* _Source material_

┄┄┄┄┄┄

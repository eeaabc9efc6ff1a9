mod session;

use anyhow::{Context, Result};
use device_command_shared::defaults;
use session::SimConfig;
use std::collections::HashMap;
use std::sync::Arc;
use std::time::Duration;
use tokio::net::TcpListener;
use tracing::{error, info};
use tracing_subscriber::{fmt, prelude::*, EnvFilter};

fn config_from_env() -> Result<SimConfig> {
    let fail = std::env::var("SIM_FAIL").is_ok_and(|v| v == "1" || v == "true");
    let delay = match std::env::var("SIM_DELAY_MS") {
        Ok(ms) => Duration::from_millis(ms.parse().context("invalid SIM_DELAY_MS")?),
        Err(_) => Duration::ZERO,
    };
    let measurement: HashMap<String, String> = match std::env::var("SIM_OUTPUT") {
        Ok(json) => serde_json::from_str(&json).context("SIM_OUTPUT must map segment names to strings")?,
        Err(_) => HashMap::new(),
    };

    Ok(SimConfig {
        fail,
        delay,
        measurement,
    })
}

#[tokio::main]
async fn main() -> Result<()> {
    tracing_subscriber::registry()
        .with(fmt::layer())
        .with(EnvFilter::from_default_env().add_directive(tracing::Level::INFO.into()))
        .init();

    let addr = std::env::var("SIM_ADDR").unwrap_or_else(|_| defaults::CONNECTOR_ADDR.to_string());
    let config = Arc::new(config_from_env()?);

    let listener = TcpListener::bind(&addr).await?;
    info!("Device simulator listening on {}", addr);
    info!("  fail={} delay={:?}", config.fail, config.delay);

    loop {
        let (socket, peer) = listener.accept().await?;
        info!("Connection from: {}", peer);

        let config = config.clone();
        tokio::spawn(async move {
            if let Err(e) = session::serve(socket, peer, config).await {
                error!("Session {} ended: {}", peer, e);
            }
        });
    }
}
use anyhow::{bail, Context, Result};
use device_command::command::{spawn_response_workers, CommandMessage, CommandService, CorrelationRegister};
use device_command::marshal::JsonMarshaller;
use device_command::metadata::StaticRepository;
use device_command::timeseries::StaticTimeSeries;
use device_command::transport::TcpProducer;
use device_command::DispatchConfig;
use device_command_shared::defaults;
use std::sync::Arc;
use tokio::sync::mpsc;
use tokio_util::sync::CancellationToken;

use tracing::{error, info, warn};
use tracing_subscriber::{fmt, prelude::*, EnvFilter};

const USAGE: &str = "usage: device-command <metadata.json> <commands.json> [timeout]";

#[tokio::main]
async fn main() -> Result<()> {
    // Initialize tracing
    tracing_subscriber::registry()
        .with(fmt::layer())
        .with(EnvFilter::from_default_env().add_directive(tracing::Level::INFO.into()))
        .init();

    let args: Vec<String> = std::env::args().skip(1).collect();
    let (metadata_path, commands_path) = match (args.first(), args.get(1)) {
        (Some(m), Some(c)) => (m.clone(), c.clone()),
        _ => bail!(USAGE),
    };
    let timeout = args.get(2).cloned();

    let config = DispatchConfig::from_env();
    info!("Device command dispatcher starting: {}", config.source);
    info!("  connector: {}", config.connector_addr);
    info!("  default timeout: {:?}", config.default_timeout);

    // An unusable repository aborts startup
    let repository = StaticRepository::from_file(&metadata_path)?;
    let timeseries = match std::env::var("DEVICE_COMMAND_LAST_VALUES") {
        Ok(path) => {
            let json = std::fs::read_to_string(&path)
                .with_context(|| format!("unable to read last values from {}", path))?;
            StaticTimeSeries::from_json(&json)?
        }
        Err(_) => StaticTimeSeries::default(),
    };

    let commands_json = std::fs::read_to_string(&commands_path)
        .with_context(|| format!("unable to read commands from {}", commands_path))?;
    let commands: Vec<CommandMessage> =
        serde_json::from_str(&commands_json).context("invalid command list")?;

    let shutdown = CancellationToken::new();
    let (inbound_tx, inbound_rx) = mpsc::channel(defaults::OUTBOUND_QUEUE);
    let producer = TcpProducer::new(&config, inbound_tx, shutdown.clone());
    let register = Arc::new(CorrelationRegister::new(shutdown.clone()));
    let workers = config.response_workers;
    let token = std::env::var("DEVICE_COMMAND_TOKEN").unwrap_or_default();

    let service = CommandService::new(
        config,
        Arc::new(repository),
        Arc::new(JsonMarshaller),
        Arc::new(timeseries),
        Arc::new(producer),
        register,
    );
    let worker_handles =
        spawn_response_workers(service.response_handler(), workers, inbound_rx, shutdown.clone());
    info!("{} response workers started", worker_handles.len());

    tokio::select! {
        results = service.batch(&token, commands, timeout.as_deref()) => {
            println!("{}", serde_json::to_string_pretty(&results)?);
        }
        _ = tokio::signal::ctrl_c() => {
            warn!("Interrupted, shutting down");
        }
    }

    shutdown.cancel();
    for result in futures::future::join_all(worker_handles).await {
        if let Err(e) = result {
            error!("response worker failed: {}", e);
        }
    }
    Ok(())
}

┄┄┄┄┄┄

* _Problem_
In the data above, each line holding "CommandMessage" is to be found and copied.

* _Written solution_
use device_command::command::{spawn_response_workers, CommandMessage, CommandService, CorrelationRegister};
    let commands: Vec<CommandMessage> =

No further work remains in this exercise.